# Exmoor Packs



## showhunter79 (16 November 2015)

Hi, I'm moving to the area in the New Year and I was wondering if anyone on here hunts with either the Exmoor Foxhounds or the Dulverton West? Are they both friendly packs? Keen to introduce myself and get out soon after moving. 
Would love to hear any thoughts  or chat to anyone who has been out with them. Thanks!


----------



## chancing (16 November 2015)

Hello whereabouts are you moving to? I have hunted with dulverton-there's two packs and also chipstable which use dulverton hounds and are also local. Both packs extremely friendly! We are out with chipstable again this sat and then poss dulverton following week.


----------



## showhunter79 (16 November 2015)

Hi Chancing, I'm moving near to Lynmouth. Great to hear of someone who's been out with the Dulverton. I haven't heard of Chipstable before, will look into them also. Great to hear they are friendly packs (I have to say I'm yet to meet one that isn't). 
I've heard that there is little jumping over Exmoor, but I can imagine it's very wet ground? The 3 I'll be hoping to bring out are only 15hh - 15.2hh a Welsh D, a small hunter mare and a TB. Should all be able to cope with the going okay? 
Enjoy your next few days out!


----------



## Judgemental (16 November 2015)

showhunter79 said:



			Hi, I'm moving to the area in the New Year and I was wondering if anyone on here hunts with either the Exmoor Foxhounds or the Dulverton West? Are they both friendly packs? Keen to introduce myself and get out soon after moving. 
Would love to hear any thoughts  or chat to anyone who has been out with them. Thanks!
		
Click to expand...

Friendly, we are all very friendly folk in the West Country, you will think that you have gone to paradise.
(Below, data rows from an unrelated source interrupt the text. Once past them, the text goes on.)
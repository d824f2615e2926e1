//! Shared helpers: external command execution and small numeric utilities.
//!
//! Everything that shells out (`ss`, `netstat`, `nvidia-smi`) goes through
//! the [`CommandRunner`] capability so collectors can be driven by canned
//! output in tests.

use std::io::Read;
use std::path::Path;
use std::process::{Command, Stdio};
use std::thread;
use std::time::{Duration, Instant, SystemTime, UNIX_EPOCH};

use crate::error::CommandError;

// ---------------------------------------------------------------------------
// Command execution
// ---------------------------------------------------------------------------

/// Runs an external program and returns its stdout.
pub trait CommandRunner: Send + Sync {
    /// Run `program` with `args`. Non-zero exit, a missing executable and a
    /// timeout are all errors.
    fn run(&self, program: &str, args: &[&str]) -> Result<String, CommandError>;
}

/// [`CommandRunner`] backed by `std::process::Command`.
#[derive(Debug, Clone, Copy)]
pub struct SystemCommandRunner {
    timeout: Duration,
}

impl SystemCommandRunner {
    pub const DEFAULT_TIMEOUT: Duration = Duration::from_secs(5);

    pub fn new(timeout: Duration) -> Self {
        Self { timeout }
    }
}

impl Default for SystemCommandRunner {
    fn default() -> Self {
        Self::new(Self::DEFAULT_TIMEOUT)
    }
}

impl CommandRunner for SystemCommandRunner {
    fn run(&self, program: &str, args: &[&str]) -> Result<String, CommandError> {
        let mut child = Command::new(program)
            .args(args)
            .stdin(Stdio::null())
            .stdout(Stdio::piped())
            .stderr(Stdio::piped())
            .spawn()
            .map_err(|source| {
                if source.kind() == std::io::ErrorKind::NotFound {
                    CommandError::NotFound {
                        program: program.to_string(),
                    }
                } else {
                    CommandError::Spawn {
                        program: program.to_string(),
                        source,
                    }
                }
            })?;

        // Drain both pipes on their own threads so a large socket table
        // cannot fill the pipe buffer and stall the child.
        let stdout = child.stdout.take().map(drain);
        let stderr = child.stderr.take().map(drain);

        let start = Instant::now();
        let status = loop {
            match child.try_wait() {
                Ok(Some(status)) => break status,
                Ok(None) => {
                    if start.elapsed() >= self.timeout {
                        let _ = child.kill();
                        let _ = child.wait();
                        return Err(CommandError::TimedOut {
                            program: program.to_string(),
                            timeout_ms: self.timeout.as_millis() as u64,
                        });
                    }
                    thread::sleep(Duration::from_millis(5));
                }
                Err(source) => {
                    let _ = child.kill();
                    let _ = child.wait();
                    return Err(CommandError::Spawn {
                        program: program.to_string(),
                        source,
                    });
                }
            }
        };

        let out = stdout.map(join_drain).unwrap_or_default();
        let err = stderr.map(join_drain).unwrap_or_default();

        if !status.success() {
            return Err(CommandError::Failed {
                program: program.to_string(),
                status: status.to_string(),
                stderr: String::from_utf8_lossy(&err).trim().to_string(),
            });
        }

        Ok(String::from_utf8_lossy(&out).into_owned())
    }
}

fn drain<R: Read + Send + 'static>(mut pipe: R) -> thread::JoinHandle<Vec<u8>> {
    thread::spawn(move || {
        let mut buf = Vec::new();
        let _ = pipe.read_to_end(&mut buf);
        buf
    })
}

fn join_drain(handle: thread::JoinHandle<Vec<u8>>) -> Vec<u8> {
    handle.join().unwrap_or_default()
}

// ---------------------------------------------------------------------------
// Files and numbers
// ---------------------------------------------------------------------------

pub(crate) fn unix_ms_now() -> u64 {
    SystemTime::now()
        .duration_since(UNIX_EPOCH)
        .unwrap_or_default()
        .as_millis() as u64
}

/// Read a small text file, trimmed. `None` when missing or empty.
pub(crate) fn read_trimmed(path: &Path) -> Option<String> {
    let raw = std::fs::read_to_string(path).ok()?;
    let v = raw.trim();
    if v.is_empty() {
        None
    } else {
        Some(v.to_string())
    }
}

/// Round to `decimals` places.
pub fn round_to(value: f64, decimals: i32) -> f64 {
    let factor = 10f64.powi(decimals);
    (value * factor).round() / factor
}

pub(crate) const BYTES_PER_GB: f64 = 1024.0 * 1024.0 * 1024.0;
pub(crate) const BYTES_PER_MB: f64 = 1024.0 * 1024.0;

#[cfg(test)]
mod tests {
    use super::*;

    #[test]
    fn round_to_decimals() {
        assert_eq!(round_to(1.23456, 2), 1.23);
        assert_eq!(round_to(0.000_95, 4), 0.001);
        assert_eq!(round_to(2.5, 0), 3.0);
    }

    #[test]
    fn read_trimmed_missing_and_blank() {
        let dir = tempfile::tempdir().unwrap();
        let blank = dir.path().join("blank");
        std::fs::write(&blank, "  \n").unwrap();
        let value = dir.path().join("value");
        std::fs::write(&value, "coretemp\n").unwrap();

        assert_eq!(read_trimmed(&dir.path().join("missing")), None);
        assert_eq!(read_trimmed(&blank), None);
        assert_eq!(read_trimmed(&value).as_deref(), Some("coretemp"));
    }

    #[test]
    fn missing_program_is_not_found() {
        let runner = SystemCommandRunner::default();
        let err = runner
            .run("hostwatch-definitely-not-a-real-binary", &[])
            .unwrap_err();
        assert!(matches!(err, CommandError::NotFound { .. }));
    }

    #[test]
    #[cfg(unix)]
    fn captures_stdout_of_successful_command() {
        let runner = SystemCommandRunner::default();
        let out = runner.run("sh", &["-c", "echo hello"]).unwrap();
        assert_eq!(out.trim(), "hello");
    }

    #[test]
    #[cfg(unix)]
    fn non_zero_exit_is_failed() {
        let runner = SystemCommandRunner::default();
        let err = runner.run("sh", &["-c", "echo oops >&2; exit 3"]).unwrap_err();
        match err {
            CommandError::Failed { stderr, .. } => assert_eq!(stderr, "oops"),
            other => panic!("unexpected error: {other}"),
        }
    }

    #[test]
    #[cfg(unix)]
    fn slow_command_times_out() {
        let runner = SystemCommandRunner::new(Duration::from_millis(50));
        let err = runner.run("sleep", &["5"]).unwrap_err();
        assert!(matches!(err, CommandError::TimedOut { .. }));
    }

    #[test]
    #[cfg(target_os = "linux")]
    fn killed_child_is_reaped() {
        let dir = tempfile::tempdir().unwrap();
        let pid_file = dir.path().join("pid");
        let script = format!("echo $$ > {}; exec sleep 5", pid_file.display());

        let runner = SystemCommandRunner::new(Duration::from_millis(300));
        let err = runner.run("sh", &["-c", &script]).unwrap_err();
        assert!(matches!(err, CommandError::TimedOut { .. }));

        // A zombie would keep its /proc entry until waited on.
        let pid = std::fs::read_to_string(&pid_file).unwrap();
        let proc_dir = format!("/proc/{}", pid.trim());
        assert!(!Path::new(&proc_dir).exists(), "{proc_dir} still present");
    }
}
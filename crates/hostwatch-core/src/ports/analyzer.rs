use std::path::PathBuf;
use std::sync::Arc;

use crate::config::PortsConfig;
use crate::helpers::CommandRunner;

use super::collect::{Collection, FallbackCoordinator};
use super::netdev::{attach_interface_counters, read_net_dev};
use super::report::{PortReport, summarize};
use super::services::{ServiceResolver, ServiceTable};
use super::source::CommandSource;

/// Full port analysis: collect, attach interface counters, summarize.
pub struct PortAnalyzer {
    coordinator: FallbackCoordinator,
    services: Box<dyn ServiceResolver>,
    net_dev_path: Option<PathBuf>,
}

impl PortAnalyzer {
    pub fn new(coordinator: FallbackCoordinator, services: Box<dyn ServiceResolver>) -> Self {
        Self {
            coordinator,
            services,
            net_dev_path: None,
        }
    }

    pub fn from_config(config: &PortsConfig, runner: Arc<dyn CommandRunner>) -> Self {
        let coordinator = FallbackCoordinator::new(
            Box::new(CommandSource::new(config.primary_tool, runner.clone())),
            Box::new(CommandSource::new(config.fallback_tool, runner)),
            config.fallback_policy,
        );
        let services = ServiceTable::load(config.services_path.as_deref());
        Self {
            coordinator,
            services: Box::new(services),
            net_dev_path: config.net_dev_path.clone(),
        }
    }

    pub fn analyze(&self) -> PortReport {
        let Collection {
            mut records,
            outcome,
        } = self.coordinator.collect();

        let interfaces = self
            .net_dev_path
            .as_deref()
            .map(read_net_dev)
            .unwrap_or_default();
        attach_interface_counters(&mut records, &interfaces);

        let mut report = summarize(records, self.services.as_ref());
        report.collection = Some(outcome);
        report.interfaces = interfaces;
        log::debug!(
            "port analysis via {outcome}: {} sockets, {} foreign",
            report.total_ports(),
            report.total_foreign()
        );
        report
    }
}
All delightful and you should try the Devon and Somerset Staghounds along with the Tiverton Staghounds.

Absolutely splendid people.

The Chipstable country is mainly between Bampton and Wiviliscombe with a cracking meet at Waterow.


----------



## showhunter79 (16 November 2015)

Hi Judgemental, thank for your reply. I'd love to try the Staghounds. It's excellent to hear that they are regarded as very friendly, welcoming packs. I can't wait to get settled and introduce myself to everyone. I'll look forward to lots of enjoyable days, with what sounds like a great bunch of people, in some beautiful country.


----------



## ExmoorHunter (17 November 2015)

showhunter79 said:



			Hi, I'm moving to the area in the New Year and I was wondering if anyone on here hunts with either the Exmoor Foxhounds or the Dulverton West? Are they both friendly packs? Keen to introduce myself and get out soon after moving. 
Would love to hear any thoughts  or chat to anyone who has been out with them. Thanks!
		
Click to expand...

Hi SH79, I'm in that area and hunt with DW and D&S mainly but also others and have friends who hunt with other local packs.  You will be spoilt for choice and everyone is really friendly. The social side can be very busy too!  Where are you coming from and who do you hunt with ATM? PM me if you like.


----------



## Hanno Verian (17 November 2015)

I hunted regularly, albeit infrequently with the Dulverton Farmers (Formerly Dulverton East Foxhounds) until about four years ago. I found them to be the most welcoming hunt that I have ever hunted with, the Joint Masters were Susie Maund & Banger Milton, I have had some fantastic days out with them, they are perhaps more informal and relaxed, but incredibly sociable and thoroughly good fun.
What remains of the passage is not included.